Main points discussed in this session: 

•Integrated land use planning as well as inclusive and responsible land governance, are key enablers of LDN.

•For avoiding, reducing and reversing land degradation an enabling environment which fosters multiple environmental, social and economic benefits is required.

•ZGD and ZND are often conceived as alternatives, but each may be useful at different scales or in different contexts. However, reconciling the two concepts requires at least aligning, if not integrating, public and private governance of supply chains.

•It is critical to address the systemic drivers of biodiversity loss with ambitious targets. The ambition should be that actors go beyond limiting biodiversity loss to supporting restoration and moving towards ‘net gain’ through regenerative practices.

•Taking into account economic actors, sectors and incentives that are most responsible for biodiversity loss. In the context of food systems for example, by redirecting official and unofficial incentives, or adding transparency in land transactions between governments and agribusiness.

•Clarity and specification of the outcome goals and targets in the GBF are still needed.
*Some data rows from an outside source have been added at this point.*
// Copyright (c) 2025 Slidechain Contributors
// SPDX-License-Identifier: MIT OR Apache-2.0

//! Route handlers for the HTTP surface (spec §6).

use std::sync::Arc;
use std::time::Duration;

use axum::extract::{Query, State};
use axum::http::StatusCode;
use axum::response::IntoResponse;
use axum::Json;
use serde::{Deserialize, Serialize};

use crate::contract::uniqueness_token::UniquenessToken;
use crate::db::Store;
use crate::mainchain::MainChainClient;
use crate::nonce::{nonce_hash, GENESIS_BLOCK_ID};
use crate::submitter::builder::RawTx;
use crate::submitter::Submitter;
use crate::types::{AssetId, SideChainPubkey};

use super::error::HttpError;

/// Request bodies block on the submitter/store for at most this long
/// before the HTTP layer surfaces a 408 (spec §6's "blocks until
/// available or request deadline").
const REQUEST_DEADLINE: Duration = Duration::from_secs(10);

#[derive(Clone)]
pub struct AppState {
    pub store: Store,
    pub submitter: Arc<Submitter>,
    pub main_chain: Arc<dyn MainChainClient>,
}

pub async fn healthz() -> &'static str {
    "ok"
}

/// `GET /account` (spec §6): the custodian's main-chain account id.
/// Real XDR account-id encoding is out of scope (spec §1); this
/// returns the id as opaque bytes.
pub async fn account(State(state): State<AppState>) -> Result<impl IntoResponse, HttpError> {
    let id = state.main_chain.account_id().await?;
    Ok(([(axum::http::header::CONTENT_TYPE, "application/octet-stream")], id.into_bytes()))
}

#[derive(Deserialize)]
pub struct GetBlockQuery {
    #[serde(default)]
    height: Option<u64>,
}

/// `GET /get?height=H` (spec §6): H=0 or omitted means current head.
pub async fn get_block(
    State(state): State<AppState>,
    Query(query): Query<GetBlockQuery>,
) -> Result<impl IntoResponse, HttpError> {
    let height = query.height.unwrap_or(0);
    let bits = state.submitter.get_block(height, REQUEST_DEADLINE).await?;
    Ok(([(axum::http::header::CONTENT_TYPE, "application/octet-stream")], bits))
}

#[derive(Deserialize)]
pub struct SubmitQuery {
    #[serde(default)]
    wait: u8,
}

/// `POST /submit?wait=[0,1]` (spec §6): body is the opaque side-chain
/// raw transaction; `wait=1` blocks until it is observed in a
/// committed block.
pub async fn submit(
    State(state): State<AppState>,
    Query(query): Query<SubmitQuery>,
    body: axum::body::Bytes,
) -> Result<impl IntoResponse, HttpError> {
    if body.is_empty() {
        return Err(crate::Error::malformed("empty transaction body").into());
    }
    let bytes = body.to_vec();
    let id = tx_id(&bytes);
    let tx = RawTx { id: id.clone(), bytes };
    let subscriber = state.submitter.submit(tx).await;

    if query.wait == 1 {
        let (_tx, cancel) = tokio::sync::watch::channel(false);
        tokio::time::timeout(REQUEST_DEADLINE, state.submitter.wait_for_tx(&id, subscriber, cancel))
            .await
            .map_err(|_| crate::Error::Cancelled)??;
    }
    Ok(StatusCode::NO_CONTENT)
}

fn tx_id(bytes: &[u8]) -> Vec<u8> {
    let mut hasher = blake2b_simd::Params::new().hash_length(32).to_state();
    hasher.update(bytes);
    hasher.finalize().as_bytes().to_vec()
}

#[derive(Deserialize)]
pub struct PegInRequest {
    #[serde(with = "crate::types::base64_bytes")]
    prepeg_tx: Vec<u8>,
    amount: crate::types::Amount,
    asset_xdr: AssetId,
    #[serde(with = "hex::serde")]
    recip_pubkey: [u8; 32],
    exp_ms: i64,
}

#[derive(Deserialize)]
pub struct RecordPegInRequest {
    amount: crate::types::Amount,
    asset_xdr: AssetId,
    #[serde(with = "hex::serde")]
    recip_pubkey: [u8; 32],
    exp_ms: i64,
}

#[derive(Serialize)]
pub struct PegInResponse {
    nonce_hash: String,
}

/// `POST /peg-in` (spec §6, §4.5): submits the caller's pre-peg
/// transaction, awaits inclusion, then writes the peg row.
pub async fn peg_in(
    State(state): State<AppState>,
    Json(req): Json<PegInRequest>,
) -> Result<impl IntoResponse, HttpError> {
    let nonce = nonce_hash(GENESIS_BLOCK_ID, req.exp_ms);
    let token = UniquenessToken::new(req.asset_xdr, req.amount, SideChainPubkey(req.recip_pubkey), nonce);
    let id = tx_id(&req.prepeg_tx);
    let tx = RawTx { id, bytes: req.prepeg_tx };
    crate::pegin::record_peg_in(&state.store, &state.submitter, Some(tx), token, req.exp_ms).await?;
    Ok(Json(PegInResponse { nonce_hash: nonce.to_string() }))
}

/// `POST /record-peg-in` (spec §6): assumes the caller already
/// submitted the pre-peg transaction; inserts the peg row only.
pub async fn record_peg_in(
    State(state): State<AppState>,
    Json(req): Json<RecordPegInRequest>,
) -> Result<impl IntoResponse, HttpError> {
    let nonce = nonce_hash(GENESIS_BLOCK_ID, req.exp_ms);
    let token = UniquenessToken::new(req.asset_xdr, req.amount, SideChainPubkey(req.recip_pubkey), nonce);
    crate::pegin::record_peg_in(&state.store, &state.submitter, None, token, req.exp_ms).await?;
    Ok(Json(PegInResponse { nonce_hash: nonce.to_string() }))
}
Net outcomes, principles, including for instance the recognition that some losses are unavoidable, while prioritising avoidance, and setting clear limits to counterbalance losses with gains. However, biodiversity is not interchangeable so inappropriate substitutions should be banned.

•An economic balance of the costs (public funds) and revenues of 30% of land in conservation, might be the instrument to provide a new perspective of that target, also contributing to the zero net habitat loss.   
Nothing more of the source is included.